The image of two people throwing caution to the wind and driving away has long symbolized freedom on screen. The Festival de Cannes 2026 poster, which winks at Thelma and Louise, reminds us that the open road can be a stage for transformation. This short guide gathers ten queer road movies that invite viewers to travel not only across geography but also into identity and reinvention. Each film here proposes a different kind of journey, whether it’s a rebellious escape, a late-life elopement or a nocturnal search through city streets.
These selections range from mainstream classics to independent gems and share a focus on movement as metaphor. By spotlighting titles like Tangerine and The Adventures of Priscilla, Queen of the Desert, the list demonstrates how road movie conventions—encounters on the highway, shifting loyalties, and changing landscapes—can foreground queer experience. This piece accompanies the cultural conversation sparked by Cannes and is presented without claiming exhaustiveness; it aims to spark curiosity and the urge to press play.
What makes a queer road movie distinct?
At their core, road movies use travel as a mechanism for change: physical movement creates space for confrontation and growth. In queer variations, that motion often intersects with themes of identity, community and marginalization. Filmmakers use the journey to test relationships, reveal histories and reposition characters in a wider social map. The fugue, whether feminist or queer, becomes a narrative device that allows protagonists to rethink who they are. The landscape—urban sprawl, desert highways or neon-lit city nights—acts as a mirror, reflecting internal shifts and social pressures.
Ten road films to set the compass
Essential picks
This first group includes films that have become touchstones for queer cinema on the move. Thelma and Louise (1991) remains a cultural reference point for female escape and rebellion. Australia’s The Adventures of Priscilla, Queen of the Desert (1994) turns the road into a runway for drag performers crossing hostile and beautiful landscapes. Todd Haynes’s My Own Private Idaho (1991) blends vagrancy and yearning into an intimate odyssey of belonging. Tangerine (2015) rewrites the nocturnal city road trip with trans protagonists navigating Los Angeles in a single electric night. Finally, Transamerica (2005) follows a cross-country duo whose forced travel evolves into a tender exploration of parenthood and selfhood.
Further travels
The second group widens the scope to include raw indie energy and quieter, older-person stories. Gregg Araki’s The Living End (1992) channels punk fury into a runaway love story framed by crisis. Cloudburst (2011) offers a gentle, determined road trip as an elderly lesbian couple seeks legal recognition across provincial borders. Wong Kar-wai’s Happy Together (1997) refracts a fractured relationship through travel between continents and cultures. Mysterious Skin (2004) uses movement to trace trauma and recovery, while I Am Michael (2015) examines belief and identity within a life in motion. Together, these films illustrate how travel can reveal—rather than erase—the contours of queer lives.

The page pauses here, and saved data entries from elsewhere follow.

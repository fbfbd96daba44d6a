//! Fire-and-forget user notifications.

use std::cell::RefCell;
use std::fmt;

use tracing::{error, info};

#[derive(Debug, Copy, Clone, PartialEq, Eq)]
pub enum Level {
    Success,
    Error,
}

#[derive(Debug, Clone, PartialEq, Eq)]
pub struct Notification {
    pub level: Level,
    pub message: String,
}

impl fmt::Display for Notification {
    fn fmt(&self, f: &mut fmt::Formatter<'_>) -> fmt::Result {
        match self.level {
            Level::Success => write!(f, "ok: {}", self.message),
            Level::Error => write!(f, "error: {}", self.message),
        }
    }
}

/// Toast surface. Implementations must not fail.
pub trait NotificationSink {
    fn notify(&self, notification: Notification);

    fn success(&self, message: &str) {
        self.notify(Notification {
            level: Level::Success,
            message: message.to_string(),
        });
    }

    fn error(&self, message: &str) {
        self.notify(Notification {
            level: Level::Error,
            message: message.to_string(),
        });
    }
}

/// Sends notifications to the log.
#[derive(Debug, Default, Copy, Clone)]
pub struct TracingSink;

impl NotificationSink for TracingSink {
    fn notify(&self, n: Notification) {
        match n.level {
            Level::Success => info!("{}", n.message),
            Level::Error => error!("{}", n.message),
        }
    }
}

/// Keeps every notification for later display or inspection.
#[derive(Debug, Default)]
pub struct RecordingSink {
    seen: RefCell<Vec<Notification>>,
}

impl RecordingSink {
    pub fn new() -> Self {
        Self::default()
    }

    pub fn all(&self) -> Vec<Notification> {
        self.seen.borrow().clone()
    }

    pub fn errors(&self) -> Vec<String> {
        self.seen
            .borrow()
            .iter()
            .filter(|n| n.level == Level::Error)
            .map(|n| n.message.clone())
            .collect()
    }

    pub fn take(&self) -> Vec<Notification> {
        self.seen.take()
    }
}

impl NotificationSink for RecordingSink {
    fn notify(&self, notification: Notification) {
        self.seen.borrow_mut().push(notification);
    }
}

#[cfg(test)]
mod tests {
    use super::{Level, NotificationSink, RecordingSink};

    #[test]
    fn recording_sink_separates_errors() {
        let sink = RecordingSink::new();
        sink.success("loaded");
        sink.error("conduits failed");
        assert_eq!(sink.errors(), vec!["conduits failed".to_string()]);
        assert_eq!(sink.all()[0].level, Level::Success);
        assert_eq!(sink.take().len(), 2);
        assert!(sink.all().is_empty());
    }
}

How these films invite you to travel
What unites the titles above is their reliance on the road as a narrative engine: encounters, detours and landscapes push characters toward revelation. Watching them can feel like packing a bag; you leave with questions, empathy and sometimes the urge to actually go somewhere. Whether you’re drawn to flamboyant spectacle, intimate drama or punk urgency, these films use movement to dismantle fixed identities and open pathways to community. If the Festival de Cannes 2026 poster rekindles a cinematic romance with escape, this selection reminds us why those stories continue to matter.